| Source material |
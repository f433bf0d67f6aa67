// Copyright 2024 Wladimir Palant
//
// Licensed under the Apache License, Version 2.0 (the "License");
// you may not use this file except in compliance with the License.
// You may obtain a copy of the License at
//
// http://www.apache.org/licenses/LICENSE-2.0
//
// Unless required by applicable law or agreed to in writing, software
// distributed under the License is distributed on an "AS IS" BASIS,
// WITHOUT WARRANTIES OR CONDITIONS OF ANY KIND, either express or implied.
// See the License for the specific language governing permissions and
// limitations under the License.

//! Connection information for axum servers

use axum::extract::connect_info::Connected;
use axum::serve::IncomingStream;
use log::debug;
use std::net::{Ipv4Addr, SocketAddr};
use tokio::net::TcpListener;

/// Local and remote address of a connection
///
/// Using this type as connect info makes the local port available to the access log:
///
/// ```rust,no_run
/// use axum::Router;
/// use tower_access_module::SocketPair;
///
/// # async fn run() -> std::io::Result<()> {
/// let app = Router::new();
/// let listener = tokio::net::TcpListener::bind("127.0.0.1:8080").await?;
/// axum::serve(
///     listener,
///     app.into_make_service_with_connect_info::<SocketPair>(),
/// )
/// .await
/// # }
/// ```
#[derive(Debug, Clone, Copy, PartialEq, Eq, Hash)]
pub struct SocketPair {
    /// Address of the interface the connection was accepted on
    pub local: SocketAddr,
    /// Address of the client
    pub remote: SocketAddr,
}

impl Connected<IncomingStream<'_, TcpListener>> for SocketPair {
    fn connect_info(stream: IncomingStream<'_, TcpListener>) -> Self {
        let remote = *stream.remote_addr();
        let local = stream.io().local_addr().unwrap_or_else(|err| {
            debug!("Failed determining local address of connection from {remote}: {err}");
            SocketAddr::from((Ipv4Addr::UNSPECIFIED, 0))
        });
        Self { local, remote }
    }
}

| About this exercise |
Gather, from the listing above, every line carrying the word "under".

| Completed task |
// Licensed under the Apache License, Version 2.0 (the "License");
// distributed under the License is distributed on an "AS IS" BASIS,
// limitations under the License.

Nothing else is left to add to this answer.